Tackle The Monkey First
Jeff Keplar Newsletter August 26, 2023 4 min read
Tackle The Monkey First
Astro
In the summer of 2019, I went to work at Google. Thomas Kurian had left Oracle and was now the CEO of Google Cloud. Thomas needed people who knew how to conduct business with enterprise companies. I was there to help Thomas do just that.
In early fall, we hosted the executive team from the world's second-largest card payment company for a briefing at Googleplex, our global headquarters in Mountain View.
While out there, I made time to acclimate to every aspect of the place.
Even though a motion picture ("The Internship") provides a glimpse of it, and you can find hundreds of YouTube videos about it, words cannot describe the vibe you feel when you are there.

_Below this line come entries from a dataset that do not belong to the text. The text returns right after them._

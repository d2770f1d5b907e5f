//! Cursor position and the interface shared by the writer and the reader.

/// Location of the next bit to be written or read.
///
/// `bit_offset` 0 addresses the most significant bit of the byte at
/// `byte_index`. An offset of 8 means that byte is exhausted; the cursors in
/// this crate normalize it away immediately, so it is only ever observed
/// through [`Position::is_aligned`].
#[derive(Copy, Clone, Debug, Default, PartialEq, Eq)]
pub struct Position {
    pub byte_index: usize,
    pub bit_offset: u8,
}

impl Position {
    #[inline]
    pub const fn start() -> Self {
        Position {
            byte_index: 0,
            bit_offset: 0,
        }
    }

    /// True at a byte boundary (offset 0, or the pre-normalization 8).
    #[inline]
    pub const fn is_aligned(self) -> bool {
        self.bit_offset == 0 || self.bit_offset == 8
    }

    /// Number of bits before this position.
    #[inline]
    pub const fn bit_position(self) -> usize {
        self.byte_index * 8 + self.bit_offset as usize
    }

    /// Moves past the current byte. Returns `true` if the cursor actually moved.
    #[inline]
    pub(crate) fn skip_partial_byte(&mut self) -> bool {
        if self.bit_offset == 0 {
            return false;
        }
        self.byte_index += 1;
        self.bit_offset = 0;
        true
    }

    /// Consumes one bit. Returns `true` when that filled the byte and the
    /// cursor wrapped to the next one.
    #[inline]
    pub(crate) fn bump_bit(&mut self) -> bool {
        self.bit_offset += 1;
        if self.bit_offset == 8 {
            self.byte_index += 1;
            self.bit_offset = 0;
            true
        } else {
            false
        }
    }
}

/// Read-only cursor bookkeeping common to [`BitWriter`](crate::BitWriter)
/// and [`BitReader`](crate::BitReader).
///
/// The two implementations differ in how they align: the writer grows its
/// storage by a fresh staging byte, the reader assumes the bytes exist.
pub trait BitCursor {
    fn position(&self) -> Position;

    /// The full backing bytes, staging byte included for a writer.
    fn storage(&self) -> &[u8];

    /// Skips to the next byte boundary. No-op when already aligned.
    fn align_to_next_byte(&mut self);

    #[inline]
    fn byte_index(&self) -> usize {
        self.position().byte_index
    }

    #[inline]
    fn bit_offset(&self) -> u8 {
        self.position().bit_offset
    }

    #[inline]
    fn is_aligned(&self) -> bool {
        self.position().is_aligned()
    }

    /// `true` while `byte_index < storage().len() - 1`.
    ///
    /// The last byte is treated as a sentinel in both modes: on a writer it
    /// is the staging byte, on a reader wrapping `n` bytes this turns false
    /// once the cursor reaches byte `n - 1`.
    #[inline]
    fn has_more_bytes(&self) -> bool {
        self.byte_index() + 1 < self.storage().len()
    }
}
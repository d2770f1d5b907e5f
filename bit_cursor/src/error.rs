#[cfg(feature = "std")]
use thiserror::Error;

/// Errors reported by [`BitWriter`](crate::BitWriter) and [`BitReader`](crate::BitReader).
#[cfg_attr(feature = "std", derive(Error))]
#[derive(Debug, Clone, PartialEq, Eq)]
pub enum BitCursorError {
    #[cfg_attr(
        feature = "std",
        error("Bit count must be in the range 1..=32, got {0}")
    )]
    InvalidBitCount(u32),

    /// A whole-byte operation was attempted in the middle of a byte.
    #[cfg_attr(
        feature = "std",
        error("cursor not byte aligned -- len {len}, index {byte_index}, bit offset {bit_offset}")
    )]
    Misaligned {
        len: usize,
        byte_index: usize,
        bit_offset: u8,
    },

    #[cfg_attr(
        feature = "std",
        error(
            "buffer overrun reading {requested_bits} bits -- len {len}, index {byte_index}, bit offset {bit_offset}"
        )
    )]
    Overrun {
        len: usize,
        byte_index: usize,
        bit_offset: u8,
        requested_bits: u32,
    },
}

#[cfg(not(feature = "std"))]
impl core::fmt::Display for BitCursorError {
    fn fmt(&self, f: &mut core::fmt::Formatter<'_>) -> core::fmt::Result {
        match self {
            BitCursorError::InvalidBitCount(n) => {
                write!(f, "Bit count must be in the range 1..=32, got {}", n)
            }
            BitCursorError::Misaligned {
                len,
                byte_index,
                bit_offset,
            } => write!(
                f,
                "cursor not byte aligned -- len {}, index {}, bit offset {}",
                len, byte_index, bit_offset
            ),
            BitCursorError::Overrun {
                len,
                byte_index,
                bit_offset,
                requested_bits,
            } => write!(
                f,
                "buffer overrun reading {} bits -- len {}, index {}, bit offset {}",
                requested_bits, len, byte_index, bit_offset
            ),
        }
    }
}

I engaged a few fellow Googlers in conversation, and they shared some of the stories about Google that had become famous.
One was about this Googler whose time was in high demand - he was a "blue sky thinker."
The Googleplex campus is so large and sprawls across several different buildings that he struggled to get from one meeting to the next.
They told me to watch for a guy with longish hair speeding his way through the halls on rollerblades.
This guy's name was Astro Teller. His title was Captain of Moonshots for Google X.
Parts of my content in today's edition are borrowed from a blog by Astro in 2016.
Don't use up all your resources on the easy stuff
From Astro:
"Let's say you're trying to teach a monkey how to recite Shakespeare while on a pedestal. How should you allocate your time and money between training the monkey and building the pedestal?
The right answer, of course, is to spend zero time thinking about the pedestal. But I bet at least a couple of people will rush off and start building a really great pedestal first.
Why?
Because at some point the boss is going to pop by and ask for a status update — and you want to be able to show off something other than a long list of reasons why teaching a monkey to talk is really, really hard.
I get it.
It's human nature to want the boss to say, "Hey, nice pedestal, great job!" and think of your authentic Elizabethan-era carving techniques when you're up for promotion instead of the long list of monkey-training techniques that have failed so far.
It takes a lot of faith in your boss (and the bosses above) to think that he or she will say a hearty thank you for helping to figure out whether and for how long your organization should invest resources in advanced monkey education."
Focus on the Behaviors, and the Results will follow
Astro's analogy is a perfect fit for the sales profession.
The game of sales is so misunderstood.
Sales is really, really hard.
It is common to witness knowledgeable individuals believing they know why sales happen, what it takes to win business, and dispensing advice without ever "carrying a bag."
It is so common that we should expect this to happen and plan for it.
Why?
Intelligence is an attribute that will propel one into positions of authority, like startup Founders and C-Suite roles in established companies.
We need to be beholden to accommodating authority.
This often means allocating a fraction of our efforts to "building that pedestal."
It doesn't have anything to do with teaching that monkey Shakespeare, but it is part of the behavior required to be successful in sales.
Building the Pedestal
Along the way, we can drop hints to "authority" that enable them to discover more about the sales game for themselves.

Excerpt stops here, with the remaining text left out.